Visionado. ‘Salvajes’, de Oliver Stone. ‘Un ambiguo giro al infierno’

tres estrellas

Oliver Stone ha intentado ‘hacer negocios’ con la fórmula cinematográfica que encumbró su carrera (violencia, paraísos artificiales, corrupción, sexo) pero sin mojarse del todo, al menos con la pasión con la que solía hacerlo en otros tiempos.
Salvajes es una adaptación de una novela del celebrado autor norteamericano Don Wislow y nos sitúa en Laguna Beach, paraíso en la tierra californiana, donde nos encontramos con un trío muy bien avenido.  O, Ofelia (Blake Lively), es una rubia, made in Hollywood, que está enamorada del hombre perfecto, es decir, de la suma de dos tipos antagonistas. Comparte amor y sexo con Ben (guapo y crecido Aaron Johnson), un antiguo estudiante de empresariales de Berkeley, budista, experto botánico y un filántropo en su tiempo libre y también con Chon (Taylor Kitsch). Este último es un ex – combatiente de la guerra de Irak, sin mucho trauma, pero con la ‘pipa’ y el puñetazo siempre a punto, de pocas palabras, pero de buena madera. Ambos se han convertido en millonarios, sin apenas esfuerzo, gracias a un negocio de venta de marihuana. Y ambos viven en la inopia… hasta que un cartel mexicano decide abrir su sucursal en el norte. Lo regenta una bella e implacable ‘Doña’, Elena (Salma Hayek), una madre dolorosa que echa mano de secuaces desalmados como Lado (Benicio del Toro) para conseguir sus propósitos.
La película parte de una reflexión, con cierto regusto taoísta, sobre el alma del ser humano, dividida en dos, oscilando entre su lado bueno y su lado más inquietante, sin embargo, los propios acontecimientos de la película acaban confesándonos que pensar en algo así es tan sólo una explicación más del universo y sus habitantes.  Porque no hay redención posible, el ‘hombre es un lobo para el hombre’ y, si nos apuran, todos acabamos comportándonos como unos salvajes. Sin ir más lejos, esta imagen nos la proporcionan los dos protas: idealismo y espiritualidad, el uno, carnalidad y puro arraigo, el otro, que acaban realizando juntos su propio viaje hacia el lado oscuro convirtiéndose en un par de asesinos despiadados que saben jugar sucio cuando les duele la herida.  Stone se acerca a todo ello con el tono desenfadado y cruento con el que siempre ha sabido tratar la falta de moralidad y la violencia, aunque de manera menos delirante y jugando al despiste.
Y esa misma dualidad, curiosamente, se repite, como un patrón extraño, a lo largo del metraje, pero de múltiples y, a veces, accidentales maneras.

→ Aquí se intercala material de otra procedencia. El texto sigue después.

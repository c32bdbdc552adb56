//! Text repair for the switch dialect.
//!
//! Responses look like JSON but use bare keys, bare hex literals, single or
//! backtick quotes and empty value holes (`{vnd:,pnr:}`). [`repair`] rewrites
//! them into strict JSON where every scalar is a double-quoted string, so the
//! parser never has to guess at number syntax. Structure is copied as-is;
//! anything the scanner cannot make sense of is left for the strict parser to
//! reject.

/// Rewrite device text into strict JSON.
///
/// Idempotent: repairing already repaired text returns it unchanged.
pub fn repair(text: &str) -> String {
    let mut scanner = Scanner::new(text);
    scanner.run();
    scanner.out
}

struct Scanner<'src> {
    source: &'src str,
    bytes: &'src [u8],
    pos: usize,
    out: String,
    /// Open brackets and braces, innermost last.
    open: Vec<u8>,
}

impl<'src> Scanner<'src> {
    fn new(source: &'src str) -> Self {
        Self {
            source,
            bytes: source.as_bytes(),
            pos: 0,
            out: String::with_capacity(source.len() + source.len() / 2),
            open: Vec::new(),
        }
    }

    fn peek(&self) -> Option<u8> {
        self.bytes.get(self.pos).copied()
    }

    fn run(&mut self) {
        while let Some(b) = self.peek() {
            match b {
                b'"' | b'\'' | b'`' => self.quoted(b),
                b'{' | b'[' => {
                    self.out.push(char::from(b));
                    self.pos += 1;
                    self.open.push(b);
                    self.fill_array_hole();
                }
                b'}' | b']' => {
                    self.out.push(char::from(b));
                    self.pos += 1;
                    self.open.pop();
                }
                b',' => {
                    self.out.push(',');
                    self.pos += 1;
                    self.fill_array_hole();
                }
                b':' => {
                    self.out.push(':');
                    self.pos += 1;
                    if self.at_value_end() {
                        self.out.push_str("\"\"");
                    }
                }
                _ if b.is_ascii_whitespace() => self.pos += 1,
                _ => self.bare(),
            }
        }
    }

    fn next_significant(&self) -> Option<u8> {
        self.bytes[self.pos..]
            .iter()
            .copied()
            .find(|b| !b.is_ascii_whitespace())
    }

    /// True when the next significant byte closes the current value, i.e.
    /// the device left the value out entirely.
    fn at_value_end(&self) -> bool {
        matches!(self.next_significant(), None | Some(b',' | b'}' | b']'))
    }

    /// An array slot left empty (`[0x1,,0x2]`, `[,0x1]`) becomes `""`.
    /// Only a following comma marks a hole: `[]` stays empty and a trailing
    /// comma is left for the parser.
    fn fill_array_hole(&mut self) {
        if self.open.last() == Some(&b'[') && self.next_significant() == Some(b',') {
            self.out.push_str("\"\"");
        }
    }

    /// Bare token: a key before `:` or an unquoted value. Both become
    /// double-quoted strings.
    fn bare(&mut self) {
        let start = self.pos;
        while self.peek().is_some_and(|b| !is_delimiter(b)) {
            self.pos += 1;
        }
        self.out.push('"');
        for ch in self.source[start..self.pos].chars() {
            push_escaped(&mut self.out, ch);
        }
        self.out.push('"');
    }

    /// Quoted string in any of the three quote styles, re-emitted with
    /// double quotes. Backslash escapes are copied through. An unterminated
    /// string is left unterminated so strict parsing fails on it.
    fn quoted(&mut self, quote: u8) {
        self.pos += 1;
        self.out.push('"');
        let mut start = self.pos;
        while let Some(b) = self.peek() {
            if b == quote {
                self.flush(start, quote);
                self.out.push('"');
                self.pos += 1;
                return;
            }
            if b == b'\\' {
                self.flush(start, quote);
                self.escape(quote);
                start = self.pos;
                continue;
            }
            self.pos += 1;
        }
        self.flush(start, quote);
    }

    fn flush(&mut self, start: usize, quote: u8) {
        let chunk = &self.source[start..self.pos];
        if quote == b'"' && !chunk.bytes().any(|b| b < 0x20) {
            self.out.push_str(chunk);
            return;
        }
        for ch in chunk.chars() {
            push_escaped(&mut self.out, ch);
        }
    }

    /// Copy a backslash escape. `\'` and `` \` `` are not valid JSON escapes,
    /// so the quote character is emitted plain.
    fn escape(&mut self, quote: u8) {
        self.pos += 1;
        let Some(ch) = self.source[self.pos..].chars().next() else {
            self.out.push_str("\\\\");
            return;
        };
        self.pos += ch.len_utf8();
        match ch {
            '\'' | '`' if quote != b'"' => self.out.push(ch),
            _ => {
                self.out.push('\\');
                self.out.push(ch);
            }
        }
    }
}

fn is_delimiter(b: u8) -> bool {
    matches!(
        b,
        b'{' | b'}' | b'[' | b']' | b',' | b':' | b'"' | b'\'' | b'`'
    ) || b.is_ascii_whitespace()
}

fn push_escaped(out: &mut String, ch: char) {
    match ch {
        '"' => out.push_str("\\\""),
        '\\' => out.push_str("\\\\"),
        c if u32::from(c) < 0x20 => {
            out.push_str(&format!("\\u{:04x}", u32::from(c)));
        }
        c => out.push(c),
    }
}

#[cfg(test)]
#[allow(clippy::unwrap_used)]
mod tests {
    use super::*;
    use pretty_assertions::assert_eq;

    #[test]
    fn quotes_bare_keys_and_hex_values() {
        assert_eq!(
            repair("{en:0x3f,lnk:0x1e}"),
            r#"{"en":"0x3f","lnk":"0x1e"}"#
        );
    }

    #[test]
    fn fills_empty_value_holes() {
        assert_eq!(
            repair("{vnd:,pnr:,tmp:ffffff80}"),
            r#"{"vnd":"","pnr":"","tmp":"ffffff80"}"#
        );
        assert_eq!(repair("{a:}"), r#"{"a":""}"#);
        assert_eq!(repair("{a:"), r#"{"a":"""#);
    }

    #[test]
    fn fills_empty_array_slots() {
        assert_eq!(repair("{a:[0x1,,0x2]}"), r#"{"a":["0x1","","0x2"]}"#);
        assert_eq!(repair("{a:[,0x1]}"), r#"{"a":["","0x1"]}"#);
        assert_eq!(repair("[0x1, ,,0x2]"), r#"["0x1","","","0x2"]"#);
        assert_eq!(repair("{a:[0x1,,]}"), r#"{"a":["0x1","",]}"#);
        // Record fields are not array slots.
        assert_eq!(repair("{a:0x1,,b:0x2}"), r#"{"a":"0x1",,"b":"0x2"}"#);
    }

    #[test]
    fn normalizes_single_and_backtick_quotes() {
        assert_eq!(
            repair("{nm:['506f7274310a',`5366700a`]}"),
            r#"{"nm":["506f7274310a","5366700a"]}"#
        );
    }

    #[test]
    fn escapes_double_quote_inside_single_quoted_string() {
        assert_eq!(repair(r#"{a:'say "hi"'}"#), r#"{"a":"say \"hi\""}"#);
        assert_eq!(repair(r"{a:'it\'s'}"), r#"{"a":"it's"}"#);
    }

    #[test]
    fn keeps_pre_quoted_fields_untouched() {
        assert_eq!(
            repair(r#"{"upt":"0x059e2a34",ip:0x0401a8c0,"id":'6f66'}"#),
            r#"{"upt":"0x059e2a34","ip":"0x0401a8c0","id":"6f66"}"#
        );
    }

    #[test]
    fn drops_whitespace_between_tokens() {
        assert_eq!(
            repair("{ ir:0, or:0,\n vlan: [ \"1\" , \"1\" ] }"),
            r#"{"ir":"0","or":"0","vlan":["1","1"]}"#
        );
    }

    #[test]
    fn handles_nested_hex_arrays_and_top_level_lists() {
        assert_eq!(
            repair("[{vid:0x01,prt:[0x00,0x02]},{vid:0x0a,prt:[[0x1],[]]}]"),
            r#"[{"vid":"0x01","prt":["0x00","0x02"]},{"vid":"0x0a","prt":[["0x1"],[]]}]"#
        );
        assert_eq!(repair("{}"), "{}");
        assert_eq!(repair("[]"), "[]");
    }

    #[test]
    fn leaves_trailing_commas_for_the_parser() {
        assert_eq!(repair("{a:0x1,}"), r#"{"a":"0x1",}"#);
    }

    #[test]
    fn leaves_unterminated_strings_unterminated() {
        assert_eq!(repair("{a:'abc}"), r#"{"a":"abc}"#);
    }

    #[test]
    fn escapes_control_characters() {
        assert_eq!(repair("{a:'x\ny'}"), r#"{"a":"x\u000ay"}"#);
    }

    #[test]
    fn repair_is_idempotent() {
        let inputs = [
            "{en:0x3f,nm:['506f7274310a','5366700a'],spd:[0x0,0x1]}",
            "{vnd:,pnr:,ser:,tmp:ffffff80,tpw:0,rpw:0,vcc:0}",
            r#"{a:'say "hi"',b:`x\`y`,"c":"q\"r"}"#,
            "[{vid:0x64,prt:[0x0,0x3]},{}]",
            "{a:0x1,}",
            "{a:'abc",
            "{a:'x\ny'}",
            "{a:[0x1,,0x2],b:[,]}",
        ];
        for input in inputs {
            let once = repair(input);
            assert_eq!(repair(&once), once, "input: {input}");
        }
    }
}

Así, mientras nos encontramos a unos actores carismáticos y arrebatadores, observamos a otros languidecer en interpretaciones blandas. Ahí están unos espléndidos Salma Hayek y Benicio del Toro (curiosa y fascinante relación la que mantienen estos dos) frente a la insufrible Blake Lively y uno de sus novios, Taylor Kitsch… Y frente a algunas secuencias logradas (la cena que comparten Elena y su cautiva, O; la conversación entre el agente de la DEA, interpretado por Travolta, y Del Toro) la película nos brinda algunas ingenuidades, propias de un guionista, cuando menos, primerizo (el secuestro de la dulce y confiada Ofelia).
Este yin y yang, para qué negarlo, un tanto pelmazo, también se apodera del principio y del final de la película de una manera desconcertante. Así, O, nos cuenta que va a ser la narradora de nuestra historia, lo que no quiere decir que acabe viva y llegando al clímax nos damos cuenta de que no estamos precisamente ante una gran estratagema cinematográfica, a lo Billy Wilder, pero que a la joven no le faltaba razón.
En cualquier caso, la película se llena de vida y de oficio con algunos rasgos muy buenos en la composición de ciertos personajes. Nos gustan, especialmente, la odisea vital de Elena, una madre despechada, o la catadura moral de un ‘sumiso’ perro de presa, el viejo Lado.
El filme hace alarde además de un buen montaje, dinámico, vibrante, con sentido del ritmo, pleno de forma y muy propio de un cineasta como Oliver Stone.
Así que haciendo gala de la ambigüedad omnipresente en la película, como valoración final, sólo nos cabe decir que el filme se deja querer, aunque se arrincona fácilmente en la memoria. Quizás esta no fuera la historia más adecuada para que Stone regresara a su época dorada dando su particular giro al infierno.